Plus insidieusement, les données collectées permettent de mieux vous cerner. Si quelqu'un est un tant soit peu visible sur Internet, la quantité d'informations explicites est considérable, et suffit pour reconstruire sa vie. Si on creuse un peu, on peut, au moyen du traitement des big data , récupérer encore davantage d'informations. L'« anonymisation » des données est très relative dès lors que l'on dispose de temps de calcul.

Le web est devenu un village global, il faut s'y résoudre. L'anonymat et la protection de la vie privée sont en retrait par rapport à ce qu'ils ont été, et la situation est pire que dans vos pires cauchemars. Les données sont recoupées par des systèmes connectés entre eux. Et, avec les objets communicants, il y aura de plus en plus d'informations disponibles : on saura quand et où vous allez, ou ce que vous achetez.

Alors, que faire ? On peut agir dans quatre directions.

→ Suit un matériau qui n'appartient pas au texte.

//! The memory tape: a fixed-size array of byte cells and a movable pointer.

use crate::error::Error;

/// Number of cells a [`Tape`] holds unless a custom length is given.
pub const DEFAULT_TAPE_LEN: usize = 30_000;

/// A fixed-size tape of `u8` cells with a single data pointer.
///
/// The pointer moves are clamped: `>` at the last cell and `<` at cell 0
/// leave the pointer where it is rather than wrapping, growing, or failing.
/// Cell access is bounds-checked independently of the clamp; `read` and
/// `write` fail with [`Error::OutOfBounds`] if the pointer does not index
/// into the cell storage at the moment of access.
#[derive(Debug, Clone, PartialEq, Eq)]
pub struct Tape {
    cells: Vec<u8>,
    pointer: usize,
}

impl Tape {
    /// Create a tape of [`DEFAULT_TAPE_LEN`] zeroed cells.
    pub fn new() -> Self {
        Self::with_len(DEFAULT_TAPE_LEN)
    }

    /// Create a tape of `len` zeroed cells.
    pub fn with_len(len: usize) -> Self {
        Self {
            cells: vec![0; len],
            pointer: 0,
        }
    }

    /// Move the pointer one cell to the right, clamped to the last cell.
    pub fn move_right(&mut self) {
        if self.pointer + 1 < self.cells.len() {
            self.pointer += 1;
        }
    }

    /// Move the pointer one cell to the left, clamped to cell 0.
    pub fn move_left(&mut self) {
        self.pointer = self.pointer.saturating_sub(1);
    }

    /// Add 1 to the current cell, wrapping at 8 bits.
    pub fn increment(&mut self) -> Result<(), Error> {
        let value = self.read()?;
        self.write(value.wrapping_add(1))
    }

    /// Subtract 1 from the current cell, wrapping at 8 bits.
    pub fn decrement(&mut self) -> Result<(), Error> {
        let value = self.read()?;
        self.write(value.wrapping_sub(1))
    }

    /// Return the value of the current cell.
    pub fn read(&self) -> Result<u8, Error> {
        self.cells
            .get(self.pointer)
            .copied()
            .ok_or(Error::OutOfBounds {
                index: self.pointer,
                len: self.cells.len(),
            })
    }

    /// Store `value` into the current cell.
    pub fn write(&mut self, value: u8) -> Result<(), Error> {
        let len = self.cells.len();
        match self.cells.get_mut(self.pointer) {
            Some(cell) => {
                *cell = value;
                Ok(())
            }
            None => Err(Error::OutOfBounds {
                index: self.pointer,
                len,
            }),
        }
    }

    /// Current pointer position.
    pub fn pointer(&self) -> usize {
        self.pointer
    }

    /// Number of cells on the tape.
    pub fn len(&self) -> usize {
        self.cells.len()
    }

    /// Whether the tape has no cells at all.
    pub fn is_empty(&self) -> bool {
        self.cells.is_empty()
    }
}

impl Default for Tape {
    fn default() -> Self {
        Self::new()
    }
}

Premièrement, la loi. En France, on est un peu mieux protégé que dans d'autres pays grâce à la loi « informatique et libertés », même si elle n'est pas suffisante. Il est ainsi très difficile de faire respecter un droit fondamental comme le droit à l'oubli, par exemple, à cause des contrats qu'on est obligé de signer pour accéder aux réseaux sociaux et que personne ne lit parce qu'ils sont illisibles. Ce faisant, on renonce à tout droit de regard sur ses données, qui deviennent propriété de Facebook ou d'autres. Ce genre de pratique n'est pas acceptable et le législateur a du pain sur la planche. La tâche est complexe, c'est vrai. De quel droit et de quelle juridiction relève un Français en voyage au Maroc qui, pour « twitter », utilise un système américain dont les serveurs sont probablement implantés en Irlande ? En tout cas, il y a quelque chose à faire.

Deuxièmement, le travail des associations de consommateurs, qui est plus facile à mener. Un réseau social ne vaut que s'il inspire confiance car la valeur réside seulement dans les données collectées. Dès lors, le consommateur dispose de l'arme absolue : le boycott. Ainsi, quand Instagram, filiale de Facebook, a voulu s'approprier, pour les vendre, les photos qu'elle mettait en ligne, il y a eu une levée de boucliers et l'entreprise a reculé. Les associations de consommateurs ont donc un pouvoir bien réel et les pouvoirs publics devraient les aider.

Troisièmement, l'éducation. Il faut apprendre aux usagers, jeunes ou moins jeunes, à se protéger, en enseignant l'informatique. Comment, sinon, faire comprendre les risques qu'il court à quelqu'un qui ne sait pas ce qu'est une base de données, une ligne de code, une application ou un serveur ? Les citoyens internautes ne doivent pas être des analphabètes.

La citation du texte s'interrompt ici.